### [Task to complete]
The lines to copy are those holding the string "HttpFetch" in the entries below.

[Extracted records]
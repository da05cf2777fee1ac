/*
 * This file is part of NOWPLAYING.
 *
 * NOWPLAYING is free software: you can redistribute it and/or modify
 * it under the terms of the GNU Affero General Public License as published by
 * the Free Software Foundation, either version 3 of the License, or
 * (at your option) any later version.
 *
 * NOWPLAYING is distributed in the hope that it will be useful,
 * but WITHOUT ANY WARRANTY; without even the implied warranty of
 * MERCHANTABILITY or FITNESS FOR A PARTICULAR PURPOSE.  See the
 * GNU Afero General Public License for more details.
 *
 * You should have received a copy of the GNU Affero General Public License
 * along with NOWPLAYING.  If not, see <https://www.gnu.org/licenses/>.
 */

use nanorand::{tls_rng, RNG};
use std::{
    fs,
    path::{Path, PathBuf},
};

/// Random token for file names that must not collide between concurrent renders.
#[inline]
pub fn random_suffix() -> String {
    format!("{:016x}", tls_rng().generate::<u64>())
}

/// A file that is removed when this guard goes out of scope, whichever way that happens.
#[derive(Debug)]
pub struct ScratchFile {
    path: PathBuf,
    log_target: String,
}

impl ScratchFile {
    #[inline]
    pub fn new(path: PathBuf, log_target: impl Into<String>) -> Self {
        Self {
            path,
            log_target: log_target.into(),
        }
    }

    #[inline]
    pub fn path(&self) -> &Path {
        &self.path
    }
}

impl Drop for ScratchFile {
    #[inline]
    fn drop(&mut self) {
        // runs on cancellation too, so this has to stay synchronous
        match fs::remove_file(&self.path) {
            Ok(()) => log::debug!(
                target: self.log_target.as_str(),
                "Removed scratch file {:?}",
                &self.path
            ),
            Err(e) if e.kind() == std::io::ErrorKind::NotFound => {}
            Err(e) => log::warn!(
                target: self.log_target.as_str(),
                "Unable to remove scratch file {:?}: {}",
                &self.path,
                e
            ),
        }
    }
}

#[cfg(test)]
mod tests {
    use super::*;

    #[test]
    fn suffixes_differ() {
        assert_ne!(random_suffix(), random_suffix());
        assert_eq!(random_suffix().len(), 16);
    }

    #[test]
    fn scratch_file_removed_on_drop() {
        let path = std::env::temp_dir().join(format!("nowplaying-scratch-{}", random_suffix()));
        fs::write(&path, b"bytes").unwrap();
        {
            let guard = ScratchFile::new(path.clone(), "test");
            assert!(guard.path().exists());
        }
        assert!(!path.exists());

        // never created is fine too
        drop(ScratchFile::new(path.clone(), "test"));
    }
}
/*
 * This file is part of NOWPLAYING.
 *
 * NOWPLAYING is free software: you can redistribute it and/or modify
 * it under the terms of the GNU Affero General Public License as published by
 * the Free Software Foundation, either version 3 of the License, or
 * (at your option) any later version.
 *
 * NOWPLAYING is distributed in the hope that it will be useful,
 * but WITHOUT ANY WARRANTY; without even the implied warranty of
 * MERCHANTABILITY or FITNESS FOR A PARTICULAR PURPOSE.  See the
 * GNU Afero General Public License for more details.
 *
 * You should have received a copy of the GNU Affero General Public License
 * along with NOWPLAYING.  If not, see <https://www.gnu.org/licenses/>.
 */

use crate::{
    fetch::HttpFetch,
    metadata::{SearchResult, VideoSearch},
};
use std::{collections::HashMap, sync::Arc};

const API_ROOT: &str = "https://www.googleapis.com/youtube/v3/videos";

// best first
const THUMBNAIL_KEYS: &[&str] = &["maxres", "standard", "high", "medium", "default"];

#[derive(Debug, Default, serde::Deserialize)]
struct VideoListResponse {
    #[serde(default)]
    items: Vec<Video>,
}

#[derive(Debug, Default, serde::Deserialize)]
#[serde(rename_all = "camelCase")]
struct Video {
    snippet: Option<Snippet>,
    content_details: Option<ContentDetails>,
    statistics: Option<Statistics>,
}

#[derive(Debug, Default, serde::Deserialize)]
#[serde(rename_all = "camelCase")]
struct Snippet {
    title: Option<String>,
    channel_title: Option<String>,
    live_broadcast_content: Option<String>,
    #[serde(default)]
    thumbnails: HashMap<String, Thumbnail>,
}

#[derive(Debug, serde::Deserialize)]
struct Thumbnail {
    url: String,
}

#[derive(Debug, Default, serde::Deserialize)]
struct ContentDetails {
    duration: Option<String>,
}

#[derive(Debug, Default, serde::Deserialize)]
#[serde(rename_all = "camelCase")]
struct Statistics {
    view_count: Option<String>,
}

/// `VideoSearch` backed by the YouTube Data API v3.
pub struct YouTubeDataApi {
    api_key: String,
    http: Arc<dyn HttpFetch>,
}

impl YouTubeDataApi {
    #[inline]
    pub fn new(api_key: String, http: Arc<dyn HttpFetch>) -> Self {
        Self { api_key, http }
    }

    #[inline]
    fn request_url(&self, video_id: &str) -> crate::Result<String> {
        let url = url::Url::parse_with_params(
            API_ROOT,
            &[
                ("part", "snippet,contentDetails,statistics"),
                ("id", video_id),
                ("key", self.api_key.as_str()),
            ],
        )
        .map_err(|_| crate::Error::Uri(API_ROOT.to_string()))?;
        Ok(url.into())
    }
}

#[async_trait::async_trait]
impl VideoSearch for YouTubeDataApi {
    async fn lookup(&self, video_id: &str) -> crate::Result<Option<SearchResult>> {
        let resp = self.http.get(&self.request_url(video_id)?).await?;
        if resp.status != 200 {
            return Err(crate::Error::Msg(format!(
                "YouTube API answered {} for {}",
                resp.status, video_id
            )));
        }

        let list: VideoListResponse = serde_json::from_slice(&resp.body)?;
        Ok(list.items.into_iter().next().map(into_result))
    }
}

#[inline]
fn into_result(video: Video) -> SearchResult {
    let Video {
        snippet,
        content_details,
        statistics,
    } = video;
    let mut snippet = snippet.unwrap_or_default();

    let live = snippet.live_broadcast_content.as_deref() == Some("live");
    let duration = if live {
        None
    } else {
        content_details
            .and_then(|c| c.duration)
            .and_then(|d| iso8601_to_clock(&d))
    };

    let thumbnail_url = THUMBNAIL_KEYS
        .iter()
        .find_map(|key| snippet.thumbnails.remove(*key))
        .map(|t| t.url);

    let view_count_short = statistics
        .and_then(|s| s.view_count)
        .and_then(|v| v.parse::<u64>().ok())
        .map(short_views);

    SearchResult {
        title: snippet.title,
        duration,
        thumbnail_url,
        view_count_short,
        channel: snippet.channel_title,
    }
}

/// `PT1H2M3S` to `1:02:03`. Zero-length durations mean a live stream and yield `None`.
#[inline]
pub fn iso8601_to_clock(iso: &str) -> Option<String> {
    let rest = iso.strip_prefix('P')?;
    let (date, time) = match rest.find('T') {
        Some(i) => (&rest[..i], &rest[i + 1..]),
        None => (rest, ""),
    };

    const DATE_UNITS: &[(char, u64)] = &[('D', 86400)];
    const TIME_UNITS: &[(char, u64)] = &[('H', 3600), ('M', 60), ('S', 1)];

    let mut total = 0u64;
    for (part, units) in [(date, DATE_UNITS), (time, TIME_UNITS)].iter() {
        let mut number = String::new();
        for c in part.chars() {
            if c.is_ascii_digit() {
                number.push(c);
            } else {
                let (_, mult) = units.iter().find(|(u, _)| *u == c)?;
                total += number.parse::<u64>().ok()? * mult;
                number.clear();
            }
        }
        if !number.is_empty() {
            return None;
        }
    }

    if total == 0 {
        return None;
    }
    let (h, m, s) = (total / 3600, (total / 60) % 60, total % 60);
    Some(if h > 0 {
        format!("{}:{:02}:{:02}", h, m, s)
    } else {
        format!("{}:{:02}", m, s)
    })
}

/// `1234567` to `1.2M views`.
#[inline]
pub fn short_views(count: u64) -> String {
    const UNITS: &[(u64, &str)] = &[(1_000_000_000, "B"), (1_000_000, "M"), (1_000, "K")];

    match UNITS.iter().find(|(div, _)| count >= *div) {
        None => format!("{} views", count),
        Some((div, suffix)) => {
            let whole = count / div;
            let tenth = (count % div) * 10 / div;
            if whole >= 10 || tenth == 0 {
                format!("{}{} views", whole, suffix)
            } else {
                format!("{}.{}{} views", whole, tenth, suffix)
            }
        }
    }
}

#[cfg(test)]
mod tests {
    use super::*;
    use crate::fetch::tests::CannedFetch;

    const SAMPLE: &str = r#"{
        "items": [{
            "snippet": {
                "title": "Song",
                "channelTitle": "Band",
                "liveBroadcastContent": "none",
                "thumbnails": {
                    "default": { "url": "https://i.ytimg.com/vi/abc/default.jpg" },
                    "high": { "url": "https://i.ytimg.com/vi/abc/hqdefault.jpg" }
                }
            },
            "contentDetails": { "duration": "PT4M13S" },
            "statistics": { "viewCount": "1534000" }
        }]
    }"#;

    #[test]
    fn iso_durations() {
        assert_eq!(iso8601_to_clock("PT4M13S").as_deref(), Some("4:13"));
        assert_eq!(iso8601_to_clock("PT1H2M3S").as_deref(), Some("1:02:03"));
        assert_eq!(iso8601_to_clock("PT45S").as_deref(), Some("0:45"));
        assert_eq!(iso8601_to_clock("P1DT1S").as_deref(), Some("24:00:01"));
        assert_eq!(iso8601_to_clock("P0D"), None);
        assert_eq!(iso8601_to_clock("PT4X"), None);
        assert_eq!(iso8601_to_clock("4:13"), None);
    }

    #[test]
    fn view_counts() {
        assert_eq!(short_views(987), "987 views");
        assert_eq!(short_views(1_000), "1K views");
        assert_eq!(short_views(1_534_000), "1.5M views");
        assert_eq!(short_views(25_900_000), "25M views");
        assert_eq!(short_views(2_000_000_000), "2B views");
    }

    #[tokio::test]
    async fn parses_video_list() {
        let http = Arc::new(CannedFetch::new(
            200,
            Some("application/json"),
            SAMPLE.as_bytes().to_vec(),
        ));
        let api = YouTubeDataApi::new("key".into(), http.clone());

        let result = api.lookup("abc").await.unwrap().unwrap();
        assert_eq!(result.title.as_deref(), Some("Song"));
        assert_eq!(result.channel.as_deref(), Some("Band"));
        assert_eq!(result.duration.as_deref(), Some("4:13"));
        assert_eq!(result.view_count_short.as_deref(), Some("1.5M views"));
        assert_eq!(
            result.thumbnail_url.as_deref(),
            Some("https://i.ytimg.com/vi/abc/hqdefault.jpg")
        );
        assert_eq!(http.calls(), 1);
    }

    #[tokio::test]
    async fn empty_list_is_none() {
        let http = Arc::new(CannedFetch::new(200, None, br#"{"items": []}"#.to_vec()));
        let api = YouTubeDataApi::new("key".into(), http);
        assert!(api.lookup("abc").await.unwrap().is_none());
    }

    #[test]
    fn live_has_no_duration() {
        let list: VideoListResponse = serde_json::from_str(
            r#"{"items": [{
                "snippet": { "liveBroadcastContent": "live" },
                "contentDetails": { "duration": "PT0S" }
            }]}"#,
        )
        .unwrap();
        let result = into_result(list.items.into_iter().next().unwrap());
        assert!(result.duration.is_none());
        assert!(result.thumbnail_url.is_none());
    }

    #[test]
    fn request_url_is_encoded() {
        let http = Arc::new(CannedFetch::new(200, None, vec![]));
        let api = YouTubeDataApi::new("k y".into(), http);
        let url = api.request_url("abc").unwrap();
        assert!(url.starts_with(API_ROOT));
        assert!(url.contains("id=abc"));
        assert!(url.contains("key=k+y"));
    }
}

--

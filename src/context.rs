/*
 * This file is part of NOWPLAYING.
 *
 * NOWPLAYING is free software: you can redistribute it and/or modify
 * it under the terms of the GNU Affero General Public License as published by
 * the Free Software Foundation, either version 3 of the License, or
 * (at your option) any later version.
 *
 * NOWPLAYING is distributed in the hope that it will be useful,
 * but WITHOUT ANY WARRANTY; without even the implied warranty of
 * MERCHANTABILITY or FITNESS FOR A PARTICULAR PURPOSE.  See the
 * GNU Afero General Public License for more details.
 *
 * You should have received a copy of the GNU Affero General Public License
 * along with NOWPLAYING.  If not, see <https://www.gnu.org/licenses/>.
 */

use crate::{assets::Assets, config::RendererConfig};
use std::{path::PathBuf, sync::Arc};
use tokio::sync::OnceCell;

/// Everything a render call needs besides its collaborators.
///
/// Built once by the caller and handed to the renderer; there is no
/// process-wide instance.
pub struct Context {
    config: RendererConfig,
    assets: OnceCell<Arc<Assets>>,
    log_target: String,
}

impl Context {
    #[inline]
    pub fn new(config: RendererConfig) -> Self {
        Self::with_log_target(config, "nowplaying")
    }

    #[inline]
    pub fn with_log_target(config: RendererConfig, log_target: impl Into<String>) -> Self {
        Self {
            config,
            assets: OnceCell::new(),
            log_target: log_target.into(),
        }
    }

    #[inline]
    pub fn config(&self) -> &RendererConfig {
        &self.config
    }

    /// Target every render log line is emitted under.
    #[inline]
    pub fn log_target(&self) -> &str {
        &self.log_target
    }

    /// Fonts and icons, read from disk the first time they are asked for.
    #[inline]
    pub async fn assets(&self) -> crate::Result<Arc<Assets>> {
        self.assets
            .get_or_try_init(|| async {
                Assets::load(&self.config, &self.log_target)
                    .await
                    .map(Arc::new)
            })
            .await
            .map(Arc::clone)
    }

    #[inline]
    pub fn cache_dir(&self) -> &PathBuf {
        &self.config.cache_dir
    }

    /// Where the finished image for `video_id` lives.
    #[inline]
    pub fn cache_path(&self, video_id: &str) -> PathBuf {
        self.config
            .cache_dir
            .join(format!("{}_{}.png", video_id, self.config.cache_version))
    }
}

### [Reply to the task]
    fetch::HttpFetch,
    http: Arc<dyn HttpFetch>,
    pub fn new(api_key: String, http: Arc<dyn HttpFetch>) -> Self {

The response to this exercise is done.